======== Materials provided ========
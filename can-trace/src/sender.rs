//! Repeated transmission of a single frame

use crate::clock::Clock;
use crate::config::SendConfig;
use crate::stop::StopToken;
use crate::transport::{ChannelHandle, Transport};
use crate::types::Frame;

/// Outcome of a [`send_repeated`] run
#[derive(Debug, Clone, Copy, Default, PartialEq, Eq)]
pub struct SendStats {
    pub sent: u64,
    pub failed: u64,
}

impl SendStats {
    pub fn attempts(&self) -> u64 {
        self.sent + self.failed
    }
}

/// Write `frame` on `handle`, then keep repeating it every `config.gap_ms`
/// until `config.count` transmissions were attempted or `stop` is set.
///
/// The first write always happens; a count of zero is treated as one.
/// Failed writes are logged and counted but do not end the loop.
pub fn send_repeated<T: Transport + ?Sized>(
    transport: &T,
    handle: ChannelHandle,
    frame: &Frame,
    config: &SendConfig,
    stop: &StopToken,
    clock: &dyn Clock,
) -> SendStats {
    let limit = config.count.map(|n| u64::from(n.max(1)));
    let mut stats = SendStats::default();

    log::debug!("Sending {} (dlc {})", frame.describe(), frame.dlc());
    loop {
        match transport.write(handle, frame, config.write_timeout()) {
            Ok(()) => stats.sent += 1,
            Err(e) => {
                log::warn!("Write failed: {}", e);
                stats.failed += 1;
            }
        }

        if limit.is_some_and(|limit| stats.attempts() >= limit) || stop.is_stopped() {
            break;
        }
        clock.sleep(config.gap());
        if stop.is_stopped() {
            break;
        }
    }

    log::info!("Sent {} frame(s), {} failed", stats.sent, stats.failed);
    stats
}
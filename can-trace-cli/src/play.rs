//! `play` subcommand

use anyhow::{Context, Result};
use can_trace::{run_replay, ChannelConfig, ChannelSet, ReplayConfig, StopToken, SystemClock, VirtualBus};
use std::fs::File;
use std::io::BufReader;
use std::path::Path;

/// Replay the log at `input` onto `channels`
pub fn run(input: &Path, channels: &[ChannelConfig], config: &ReplayConfig, stop: &StopToken) -> Result<()> {
    let file = File::open(input).with_context(|| format!("Failed to open log file: {:?}", input))?;

    let bus = VirtualBus::new();
    let set = ChannelSet::open(&bus, channels).context("Failed to set up channels")?;

    let stats = run_replay(&set, BufReader::new(file), config, stop, &SystemClock::new())
        .with_context(|| format!("Replay of {:?} failed", input))?;

    log::info!(
        "{} pass(es), {} frame(s) sent",
        stats.passes,
        stats.frames_sent
    );
    Ok(())
}
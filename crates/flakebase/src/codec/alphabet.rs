use crate::codec::DecodeError;

const NO_VALUE: u8 = 0xFF;

/// Crockford's base32 symbols, without the decoding aliases.
pub static BASE32: Alphabet = Alphabet::new("0123456789ABCDEFGHJKMNPQRSTVWXYZ");

/// Base58 symbols: digits, then upper case, then lower case, skipping `0`,
/// `O`, `I` and `l`.
pub static BASE58: Alphabet =
    Alphabet::new("123456789ABCDEFGHJKLMNPQRSTUVWXYZabcdefghijkmnopqrstuvwxyz");

/// Base62 symbols: digits, then upper case, then lower case.
pub static BASE62: Alphabet =
    Alphabet::new("0123456789ABCDEFGHIJKLMNOPQRSTUVWXYZabcdefghijklmnopqrstuvwxyz");

/// A positional-notation alphabet with its inverse lookup table.
///
/// The symbol at index `i` encodes digit `i`. The inverse table is built at
/// compile time; bytes outside the alphabet map to an internal sentinel that
/// never escapes this type, [`Alphabet::digit`] reports them as `None`.
///
/// All built-in alphabets list their symbols in ascending ASCII order, so for
/// two non-negative values whose encodings have the same length, byte-wise
/// string order matches numeric order.
#[derive(Clone, Copy)]
pub struct Alphabet {
    symbols: &'static str,
    lookup: [u8; 256],
}

impl Alphabet {
    /// Builds an alphabet from its symbols, the symbol for digit 0 first.
    ///
    /// # Panics
    ///
    /// Panics (at compile time when used in a `const` or `static`) if the
    /// alphabet has fewer than 2 or more than 254 symbols, contains a
    /// non-ASCII byte, or repeats a symbol.
    pub const fn new(symbols: &'static str) -> Self {
        let bytes = symbols.as_bytes();
        assert!(
            bytes.len() >= 2 && bytes.len() < NO_VALUE as usize,
            "alphabet size must be between 2 and 254"
        );

        let mut lookup = [NO_VALUE; 256];
        let mut i = 0;
        while i < bytes.len() {
            let c = bytes[i];
            assert!(c.is_ascii(), "alphabet symbols must be ASCII");
            assert!(lookup[c as usize] == NO_VALUE, "duplicate alphabet symbol");
            lookup[c as usize] = i as u8;
            i += 1;
        }

        Self { symbols, lookup }
    }

    /// The number of symbols, i.e. the numeric base.
    #[allow(clippy::cast_possible_truncation)]
    pub const fn base(&self) -> u8 {
        self.symbols.len() as u8
    }

    /// The symbols in digit order.
    pub const fn symbols(&self) -> &'static str {
        self.symbols
    }

    /// Returns the digit value of `byte`, or `None` if it is not a symbol of
    /// this alphabet.
    pub const fn digit(&self, byte: u8) -> Option<u8> {
        match self.lookup[byte as usize] {
            NO_VALUE => None,
            digit => Some(digit),
        }
    }

    /// Returns true if the symbols are strictly ascending bytes.
    pub fn is_order_preserving(&self) -> bool {
        self.symbols.as_bytes().windows(2).all(|w| w[0] < w[1])
    }

    /// Encodes `value` most significant digit first.
    ///
    /// There is no padding: the encoding of zero is the single symbol for
    /// digit 0.
    ///
    /// # Example
    ///
    /// ```
    /// use flakebase::BASE62;
    ///
    /// assert_eq!(BASE62.encode(61), "z");
    /// assert_eq!(BASE62.encode(62), "10");
    /// ```
    #[allow(clippy::cast_possible_truncation)]
    pub fn encode(&self, mut value: u64) -> String {
        let symbols = self.symbols.as_bytes();
        let base = u64::from(self.base());
        if value < base {
            return char::from(symbols[value as usize]).to_string();
        }

        let mut digits = Vec::with_capacity(64);
        while value >= base {
            digits.push(symbols[(value % base) as usize]);
            value /= base;
        }
        digits.push(symbols[value as usize]);

        digits.iter().rev().map(|&b| char::from(b)).collect()
    }

    /// Decodes `input` by left-to-right accumulation.
    ///
    /// # Errors
    ///
    /// - [`DecodeError::Empty`] if `input` is empty
    /// - [`DecodeError::InvalidByte`] for the first byte that is not a symbol
    ///   of this alphabet
    /// - [`DecodeError::Overflow`] if the value does not fit in a `u64`
    ///
    /// # Example
    ///
    /// ```
    /// use flakebase::{BASE58, DecodeError};
    ///
    /// assert_eq!(BASE58.decode(b"21"), Ok(58));
    /// assert_eq!(
    ///     BASE58.decode(b"10"),
    ///     Err(DecodeError::InvalidByte { base: 58, byte: b'0', index: 1 })
    /// );
    /// ```
    pub fn decode(&self, input: &[u8]) -> Result<u64, DecodeError> {
        let base = self.base();
        if input.is_empty() {
            return Err(DecodeError::Empty { base });
        }

        input
            .iter()
            .enumerate()
            .try_fold(0_u64, |acc, (index, &byte)| {
                let digit = self
                    .digit(byte)
                    .ok_or(DecodeError::InvalidByte { base, byte, index })?;
                acc.checked_mul(u64::from(base))
                    .and_then(|acc| acc.checked_add(u64::from(digit)))
                    .ok_or(DecodeError::Overflow { base })
            })
    }
}

impl core::fmt::Debug for Alphabet {
    fn fmt(&self, f: &mut core::fmt::Formatter<'_>) -> core::fmt::Result {
        f.debug_struct("Alphabet")
            .field("base", &self.base())
            .field("symbols", &self.symbols)
            .finish()
    }
}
========
# Your goal
Please restate only the opening stretch of the records above: every line from the first through the one containing "use std::io::BufReader;", exactly as written.

# Response to the exercise
filename can-trace/src/sender.rs
//! Repeated transmission of a single frame

use crate::clock::Clock;
use crate::config::SendConfig;
use crate::stop::StopToken;
use crate::transport::{ChannelHandle, Transport};
use crate::types::Frame;

/// Outcome of a [`send_repeated`] run
#[derive(Debug, Clone, Copy, Default, PartialEq, Eq)]
pub struct SendStats {
    pub sent: u64,
    pub failed: u64,
}

impl SendStats {
    pub fn attempts(&self) -> u64 {
        self.sent + self.failed
    }
}

/// Write `frame` on `handle`, then keep repeating it every `config.gap_ms`
/// until `config.count` transmissions were attempted or `stop` is set.
///
/// The first write always happens; a count of zero is treated as one.
/// Failed writes are logged and counted but do not end the loop.
pub fn send_repeated<T: Transport + ?Sized>(
    transport: &T,
    handle: ChannelHandle,
    frame: &Frame,
    config: &SendConfig,
    stop: &StopToken,
    clock: &dyn Clock,
) -> SendStats {
    let limit = config.count.map(|n| u64::from(n.max(1)));
    let mut stats = SendStats::default();

    log::debug!("Sending {} (dlc {})", frame.describe(), frame.dlc());
    loop {
        match transport.write(handle, frame, config.write_timeout()) {
            Ok(()) => stats.sent += 1,
            Err(e) => {
                log::warn!("Write failed: {}", e);
                stats.failed += 1;
            }
        }

        if limit.is_some_and(|limit| stats.attempts() >= limit) || stop.is_stopped() {
            break;
        }
        clock.sleep(config.gap());
        if stop.is_stopped() {
            break;
        }
    }

    log::info!("Sent {} frame(s), {} failed", stats.sent, stats.failed);
    stats
}
filename can-trace-cli/src/play.rs
//! `play` subcommand

use anyhow::{Context, Result};
use can_trace::{run_replay, ChannelConfig, ChannelSet, ReplayConfig, StopToken, SystemClock, VirtualBus};
use std::fs::File;
use std::io::BufReader;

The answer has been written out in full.